The Liminal Compass

I turned 40, officially. I look back and I see a life well lived. I look at pictures and I see a happy face, contentment. The difficulties aren’t there. The camera, the moments we choose to document, seemingly curated as if we don’t want to remember the hard-won lessons that got us to where we are. And the truth is I know the bad stuff happened, but I can’t feel it anymore. I can sense it in my actions and my reactions, but the worst of it simply isn’t at the forefront any longer.

The last decade was colored by severe invisible illness and chronic pain. Dismissed by doctors, flitting from country to country searching for the optimal climate and the right medical team.

At the most difficult moment, I came to Greece, back to the homeland. The dream so many diaspora have, I got to realize. And in a desperate attempt to find healing, I found myself. I healed in the land of my ancestors, where I became who I am now, and where I found a diagnosis, care, new friends, and re-connection to the people to whom I’ve said I belonged for so long.

I learned that it isn’t like the Greek-American family I grew up in. It has its own rules, its own norms. I found that I could not relate fully to my Greek peers, that somehow my common sociocultural references were often more relatable to those of my British partner than my Greek family and friends.

And yet in that otherness of immigration and repatriation in the last decade, I also found myself. Reconnected to who I am, my diaspora community (and how it functioned), and what truly connects me to my ancestors.

I feel at home here. I do. There are parts of me that long for California, parts that long for travel, for moving again to a new place, because I am diaspora. I am from an in-between space, and as much as I want to assimilate to where I grew up, where my heritage is from, or where I live, I am always from elsewhere. As much as I want to just be normal, nine-to-five and neurotypical, I am not.

I’m still not certain how I survived the trials and tribulations of my 30s. I am not sure where I found the strength to enjoy those years I was bed bound and incapable of functioning. I experienced pain so severe it broke me and changed my understanding of human endurance for suffering.
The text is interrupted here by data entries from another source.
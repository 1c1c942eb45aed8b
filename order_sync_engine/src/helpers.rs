use rand::{distributions::Alphanumeric, Rng};

use crate::order_types::OrderId;

/// Generate a random identifier of the form `{prefix}-{12 alphanumeric chars}`.
pub fn random_id(prefix: &str) -> String {
    let suffix: String = rand::thread_rng().sample_iter(&Alphanumeric).take(12).map(char::from).collect();
    format!("{prefix}-{suffix}")
}

/// A fresh order id for an order created at checkout, before the remote store has seen it.
pub fn new_order_id() -> OrderId {
    OrderId(random_id("ord"))
}

pub fn new_notification_id() -> String {
    random_id("ntf")
}

#[cfg(test)]
mod test {
    use super::*;

    #[test]
    fn ids_carry_prefix_and_are_unique() {
        for _ in 0..100 {
            let id = new_order_id();
            assert!(id.as_str().starts_with("ord-"));
            assert_eq!(id.as_str().len(), "ord-".len() + 12);
        }
        let a = new_notification_id();
        let b = new_notification_id();
        assert_ne!(a, b);
    }
}
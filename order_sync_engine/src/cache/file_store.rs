use std::{
    collections::HashMap,
    fs,
    path::{Path, PathBuf},
    sync::{Mutex, PoisonError},
};

use log::*;
use tokio::sync::broadcast;

use crate::{
    cache::{CacheChange, CacheError, OrderCache},
    order_types::Order,
};

const CHANGE_CHANNEL_CAPACITY: usize = 64;

/// The default cache store: an in-memory map of owner key to order set, with an optional JSON snapshot on disk.
///
/// Durability model: every mutation rewrites the snapshot via a temp file followed by a rename, so the file on disk
/// is always a complete, parseable snapshot. A store opened without a path is purely in-memory; the engine behaves
/// identically, it just starts cold on every session.
pub struct FileStore {
    inner: Mutex<HashMap<String, Vec<Order>>>,
    path: Option<PathBuf>,
    changes: broadcast::Sender<CacheChange>,
}

impl std::fmt::Debug for FileStore {
    fn fmt(&self, f: &mut std::fmt::Formatter<'_>) -> std::fmt::Result {
        match &self.path {
            Some(p) => write!(f, "FileStore({})", p.display()),
            None => write!(f, "FileStore(in-memory)"),
        }
    }
}

impl FileStore {
    pub fn in_memory() -> Self {
        let (changes, _) = broadcast::channel(CHANGE_CHANNEL_CAPACITY);
        Self { inner: Mutex::new(HashMap::new()), path: None, changes }
    }

    /// Open a durable store backed by the given snapshot file. A missing file is an empty store; a corrupt file is
    /// an error so that a damaged snapshot is never silently thrown away.
    pub fn open<P: AsRef<Path>>(path: P) -> Result<Self, CacheError> {
        let path = path.as_ref().to_path_buf();
        let orders = match fs::read(&path) {
            Ok(bytes) => {
                serde_json::from_slice(&bytes).map_err(|e| CacheError::Corrupt(format!("{}: {e}", path.display())))?
            },
            Err(e) if e.kind() == std::io::ErrorKind::NotFound => HashMap::new(),
            Err(e) => return Err(CacheError::Io(format!("{}: {e}", path.display()))),
        };
        debug!("🗃️ Opened cache snapshot {} ({} owners)", path.display(), count_owners(&orders));
        let (changes, _) = broadcast::channel(CHANGE_CHANNEL_CAPACITY);
        Ok(Self { inner: Mutex::new(orders), path: Some(path), changes })
    }

    fn persist(&self, state: &HashMap<String, Vec<Order>>) -> Result<(), CacheError> {
        let Some(path) = &self.path else {
            return Ok(());
        };
        let bytes = serde_json::to_vec(state).map_err(|e| CacheError::Io(e.to_string()))?;
        let tmp = path.with_extension("tmp");
        fs::write(&tmp, bytes).map_err(|e| CacheError::Io(format!("{}: {e}", tmp.display())))?;
        fs::rename(&tmp, path).map_err(|e| CacheError::Io(format!("{}: {e}", path.display())))?;
        Ok(())
    }

    fn emit(&self, change: CacheChange) {
        // Nobody listening is fine; the signal is advisory.
        let _ = self.changes.send(change);
    }
}

fn count_owners(state: &HashMap<String, Vec<Order>>) -> usize {
    state.len()
}

impl OrderCache for FileStore {
    fn orders_for(&self, owner_key: &str) -> Result<Vec<Order>, CacheError> {
        let state = self.inner.lock().unwrap_or_else(PoisonError::into_inner);
        Ok(state.get(owner_key).cloned().unwrap_or_default())
    }

    fn replace_all(&self, owner_key: &str, orders: Vec<Order>) -> Result<(), CacheError> {
        let count = orders.len();
        {
            let mut state = self.inner.lock().unwrap_or_else(PoisonError::into_inner);
            state.insert(owner_key.to_string(), orders);
            self.persist(&state)?;
        }
        trace!("🗃️ Replaced order set for {owner_key} ({count} orders)");
        self.emit(CacheChange::Replaced { owner_key: owner_key.to_string(), count });
        Ok(())
    }

    fn upsert(&self, order: Order) -> Result<(), CacheError> {
        let owner_key = order.owner.key.clone();
        let order_id = order.id.clone();
        {
            let mut state = self.inner.lock().unwrap_or_else(PoisonError::into_inner);
            let orders = state.entry(owner_key.clone()).or_default();
            match orders.iter_mut().find(|o| o.id == order.id) {
                Some(existing) => *existing = order,
                None => orders.push(order),
            }
            self.persist(&state)?;
        }
        trace!("🗃️ Upserted order {order_id} for {owner_key}");
        self.emit(CacheChange::Upserted { owner_key, order_id });
        Ok(())
    }

    fn clear_owner(&self, owner_key: &str) -> Result<(), CacheError> {
        {
            let mut state = self.inner.lock().unwrap_or_else(PoisonError::into_inner);
            state.remove(owner_key);
            self.persist(&state)?;
        }
        warn!("🗃️ Cleared all cached orders for {owner_key}");
        self.emit(CacheChange::Cleared { owner_key: owner_key.to_string() });
        Ok(())
    }

    fn subscribe_changes(&self) -> broadcast::Receiver<CacheChange> {
        self.changes.subscribe()
    }
}
//! The notification dispatcher: turns observed order transitions into user-visible notifications, exactly once per
//! meaningful transition.
//!
//! The dispatcher owns every [`Notification`] it creates. Other components report transitions to it; none of them
//! build notifications themselves. De-duplication lives here too: a per-order record of the last lifecycle status
//! that was notified absorbs duplicate delivery of the same remote event, whether it arrives twice on the push
//! channel or again via a full sync.

use std::{
    collections::{HashMap, HashSet},
    sync::{Mutex, PoisonError},
};

use chrono::Utc;
use log::*;

use crate::{
    events::{EventProducers, NewNotificationEvent, Notification, NotificationCategory},
    helpers::new_notification_id,
    order_types::{LifecycleStatus, Order, OrderId},
};

#[derive(Default)]
pub struct NotificationDispatcher {
    last_notified: Mutex<HashMap<OrderId, LifecycleStatus>>,
    delivered: Mutex<HashSet<OrderId>>,
    notifications: Mutex<Vec<Notification>>,
    producers: EventProducers,
}

impl std::fmt::Debug for NotificationDispatcher {
    fn fmt(&self, f: &mut std::fmt::Formatter<'_>) -> std::fmt::Result {
        write!(f, "NotificationDispatcher")
    }
}

impl NotificationDispatcher {
    pub fn new(producers: EventProducers) -> Self {
        Self { producers, ..Default::default() }
    }

    /// Notify that a brand-new order was placed at checkout.
    pub fn order_created(&self, order: &Order) -> Notification {
        self.record_notified(&order.id, order.lifecycle_status);
        self.emit(
            NotificationCategory::NewOrder,
            "Order placed",
            format!("Your order {} has been received ({} items, {} total).", order.id, order.item_count, order.total),
            Some(order.id.clone()),
        )
    }

    /// Report an observed `(previous, current)` order pair. Emits at most one notification, and only when the
    /// lifecycle status actually changed to something this order has not been notified about already. Routine field
    /// updates (shipping address completion and the like) emit nothing.
    pub fn order_transitioned(&self, previous: Option<&Order>, current: &Order) -> Option<Notification> {
        let Some(previous) = previous else {
            // First sighting of this order on this device: treat it as newly placed.
            return Some(self.order_created(current));
        };
        if previous.lifecycle_status == current.lifecycle_status {
            return None;
        }
        {
            let last = self.last_notified.lock().unwrap_or_else(PoisonError::into_inner);
            if last.get(&current.id) == Some(&current.lifecycle_status) {
                debug!("🔔 Suppressing duplicate notification for {} ({})", current.id, current.lifecycle_status);
                return None;
            }
        }
        self.record_notified(&current.id, current.lifecycle_status);
        let (category, title, message) = describe_transition(current);
        Some(self.emit(category, title, message, Some(current.id.clone())))
    }

    /// Notify that a tracking reference appeared on the order.
    pub fn order_shipped(&self, order: &Order, tracking_reference: &str) -> Notification {
        self.emit(
            NotificationCategory::OrderShipped,
            "Order shipped",
            format!("Order {} is on its way. Tracking reference: {tracking_reference}.", order.id),
            Some(order.id.clone()),
        )
    }

    /// Notify that the order's workflow reached full completion. At most once per order.
    pub fn workflow_completed(&self, order: &Order) -> Option<Notification> {
        {
            let mut delivered = self.delivered.lock().unwrap_or_else(PoisonError::into_inner);
            if !delivered.insert(order.id.clone()) {
                return None;
            }
        }
        Some(self.emit(
            NotificationCategory::OrderDelivered,
            "Order delivered",
            format!("Order {} has completed its journey. Enjoy!", order.id),
            Some(order.id.clone()),
        ))
    }

    pub fn notifications(&self) -> Vec<Notification> {
        self.notifications.lock().unwrap_or_else(PoisonError::into_inner).clone()
    }

    pub fn unread_count(&self) -> usize {
        self.notifications.lock().unwrap_or_else(PoisonError::into_inner).iter().filter(|n| !n.read).count()
    }

    /// Mark a notification as read. Returns false if the id is unknown.
    pub fn mark_read(&self, notification_id: &str) -> bool {
        let mut notifications = self.notifications.lock().unwrap_or_else(PoisonError::into_inner);
        match notifications.iter_mut().find(|n| n.id == notification_id) {
            Some(n) => {
                n.read = true;
                true
            },
            None => false,
        }
    }

    fn record_notified(&self, order_id: &OrderId, status: LifecycleStatus) {
        let mut last = self.last_notified.lock().unwrap_or_else(PoisonError::into_inner);
        last.insert(order_id.clone(), status);
    }

    fn emit<S: Into<String>>(
        &self,
        category: NotificationCategory,
        title: &str,
        message: S,
        related_order_id: Option<OrderId>,
    ) -> Notification {
        let notification = Notification {
            id: new_notification_id(),
            category,
            title: title.to_string(),
            message: message.into(),
            timestamp: Utc::now(),
            read: false,
            related_order_id,
        };
        debug!("🔔 {category:?}: {title}");
        {
            let mut notifications = self.notifications.lock().unwrap_or_else(PoisonError::into_inner);
            notifications.push(notification.clone());
        }
        for producer in &self.producers.notification {
            producer.try_publish(NewNotificationEvent(notification.clone()));
        }
        notification
    }
}

fn describe_transition(current: &Order) -> (NotificationCategory, &'static str, String) {
    let id = &current.id;
    match current.lifecycle_status {
        LifecycleStatus::Declared => (
            NotificationCategory::Info,
            "Payment declared",
            format!("We received your payment declaration for order {id}. It will be verified shortly."),
        ),
        LifecycleStatus::Processing => (
            NotificationCategory::OrderShipped,
            "Order in processing",
            format!("Order {id} is being processed and prepared for dispatch."),
        ),
        LifecycleStatus::Confirmed => (
            NotificationCategory::PaymentConfirmed,
            "Payment confirmed",
            format!("Payment for order {id} was approved. Total: {}.", current.total),
        ),
        LifecycleStatus::Rejected => (
            NotificationCategory::PaymentRejected,
            "Payment rejected",
            format!("The payment for order {id} could not be verified. Please contact support."),
        ),
        LifecycleStatus::Pending => {
            (NotificationCategory::Info, "Order update", format!("Order {id} was updated."))
        },
    }
}

#[cfg(test)]
mod test {
    use chrono::Utc;
    use gss_common::Money;

    use super::*;
    use crate::order_types::OwnerId;

    fn order(status: LifecycleStatus) -> Order {
        Order {
            id: OrderId::from("o-1"),
            owner: OwnerId::new("u-1", "u-1@example.com"),
            created_at: Utc::now(),
            updated_at: Utc::now(),
            total: Money::from_cents(4999),
            item_count: 2,
            line_items: vec![],
            shipping_address: None,
            lifecycle_status: status,
            tracking_reference: None,
        }
    }

    #[test]
    fn duplicate_transition_notifies_once() {
        let dispatcher = NotificationDispatcher::new(EventProducers::default());
        let pending = order(LifecycleStatus::Pending);
        let declared = order(LifecycleStatus::Declared);
        assert!(dispatcher.order_transitioned(Some(&pending), &declared).is_some());
        // The same remote event delivered twice.
        assert!(dispatcher.order_transitioned(Some(&pending), &declared).is_none());
        assert_eq!(dispatcher.notifications().len(), 1);
        assert_eq!(dispatcher.notifications()[0].category, NotificationCategory::Info);
    }

    #[test]
    fn routine_field_update_is_silent() {
        let dispatcher = NotificationDispatcher::new(EventProducers::default());
        let before = order(LifecycleStatus::Declared);
        let mut after = order(LifecycleStatus::Declared);
        after.shipping_address = Some(Default::default());
        assert!(dispatcher.order_transitioned(Some(&before), &after).is_none());
        assert!(dispatcher.notifications().is_empty());
    }

    #[test]
    fn unknown_order_counts_as_new() {
        let dispatcher = NotificationDispatcher::new(EventProducers::default());
        let n = dispatcher.order_transitioned(None, &order(LifecycleStatus::Pending)).unwrap();
        assert_eq!(n.category, NotificationCategory::NewOrder);
        assert_eq!(n.related_order_id, Some(OrderId::from("o-1")));
    }

    #[test]
    fn confirmation_and_rejection_categories() {
        let dispatcher = NotificationDispatcher::new(EventProducers::default());
        let n = dispatcher
            .order_transitioned(Some(&order(LifecycleStatus::Declared)), &order(LifecycleStatus::Confirmed))
            .unwrap();
        assert_eq!(n.category, NotificationCategory::PaymentConfirmed);
        let n = dispatcher
            .order_transitioned(Some(&order(LifecycleStatus::Confirmed)), &order(LifecycleStatus::Rejected))
            .unwrap();
        assert_eq!(n.category, NotificationCategory::PaymentRejected);
    }

    #[test]
    fn workflow_completion_notifies_once() {
        let dispatcher = NotificationDispatcher::new(EventProducers::default());
        let o = order(LifecycleStatus::Confirmed);
        assert!(dispatcher.workflow_completed(&o).is_some());
        assert!(dispatcher.workflow_completed(&o).is_none());
    }

    #[test]
    fn read_tracking() {
        let dispatcher = NotificationDispatcher::new(EventProducers::default());
        let n = dispatcher.order_created(&order(LifecycleStatus::Pending));
        assert_eq!(dispatcher.unread_count(), 1);
        assert!(dispatcher.mark_read(&n.id));
        assert_eq!(dispatcher.unread_count(), 0);
        assert!(!dispatcher.mark_read("ntf-nonexistent"));
    }
}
I don’t know how I persevered through endless doctors and unanswered questions. But I did. I fought for the life I get to live now.

I found faith in myself, in family and friends, and in my partner who supported me through the most terrifying years of my life. Through all of it, I learned and loved myself fully and wholly enough to break out of the terror, the trauma and the pain. I found the strength to move forward. Resilience helped me smile, laugh and find joy regardless of how difficult things got.

My name is Maria. And I’m from the in-between. I am liminal because the boxes created by society don’t fit the diasporic, third-culture, neurodiverse, invisible illness reality that I experience.

The Liminal Compass is my reflection on what it’s like to not quite fit. This space is about navigating liminality across culture, health and neurotype.

All things considered, I think I’m doing alright. How about you?